The test-based liability system currently in use in California illustrates the full range of attitudes toward risk adjustment in the liability context. Other state liability systems are not as complex as the one in California, but many have risk adjustment features. The health care experience with risk adjustment offers little guidance regarding this dilemma.
When creating a risk adjustment model, the first step is to specify the desired outcome and how it will be measured. The teachers and administrators whose performance is being evaluated must have a reasonable understanding of the risk adjustment factors and their relationship to test scores so that the accountability and improvement system can be considered credible and accepted. This may require significant training for teachers and administrators on the evidence base underlying risk adjustment and the accountability system itself.
Organizations publish performance data based on the assumption that the information will lead to improvements in the quality of health care. Report cards and public access to performance data are relatively new to the healthcare industry. One of the first public releases of data occurred in the mid-1980s, when the Health Care Financing Administration (HCFA) publicly released hospital-specific mortality rates for Medicare patients.
After the release of HCFA, a number of states began releasing information on the performance of hospitals and health care providers.

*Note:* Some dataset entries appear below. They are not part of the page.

//! Read-only view of the API contract document.
//!
//! The runtime consumes a Swagger 2.0 document only through the types in
//! this module: [`Operation`] and [`PathItem`] records, extension directives
//! that cascade document → path → operation, and example/sample lookup for
//! mock responses. [`ApiContract::lint`] covers the structural checks the
//! runner needs at startup; full document validation is left to dedicated
//! tooling.

mod lint;
mod sample;

pub use lint::{
    ContractIssue, ContractReport, DUPLICATE_OPERATIONID, UNRESOLVABLE_REFERENCE, UNUSED_DEFINITION,
};
pub use sample::generate_sample;

use crate::errors::ContractError;
use http::Method;
use serde::{Deserialize, Serialize};
use serde_json::{Map, Value};
use std::borrow::Cow;
use std::collections::{BTreeMap, HashMap};
use std::fmt;
use std::str::FromStr;
use std::sync::{Arc, OnceLock};

/// Directive naming the pipe that should process a request.
pub const SWAGGER_SELECTED_PIPE: &str = "x-swagger-pipe";
/// Directive naming the controller bound to an operation or path.
pub const SWAGGER_ROUTER_CONTROLLER: &str = "x-swagger-router-controller";
/// Directive choosing the controller calling convention.
pub const CONTROLLER_INTERFACE: &str = "x-controller-interface";

const HTTP_METHODS: [&str; 7] = ["get", "put", "post", "delete", "options", "head", "patch"];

Today, both New York and Pennsylvania have websites that contain information that the public can access on a variety of health care issues. The Joint Commission on Accreditation of Health Care Organizations also has an accreditation process similar to the AKQC process.
JCAHO has developed professionally-based standards and evaluates health care organizations' adherence to these standards. However, two-thirds of hospital leaders in the study said they had made no changes in patient care in response to the health care report card. One justification for public reporting of data is that consumers will make more informed decisions about health care if they have more information about quality.
Ironically, recent surveys have shown that most consumers do not use health care report cards (National Survey on Americans as Health Care Consumers, 2000; Epstein, 1998). Despite these concerns, the amount of health care system performance data released to the public continues to grow. In both healthcare and education, specially trained practitioners provide services to individuals to improve their quality of life.
The example of healthcare report cards shows that the public release of performance data can help drive improvements, through both internal and external pressure. Department of Health and Human Services, Public Health Service, Agency for Health Care Policy and Research, AHCPR Publication No. National Survey of Americans as Health Care Consumers: An Update on the Role of Quality Information.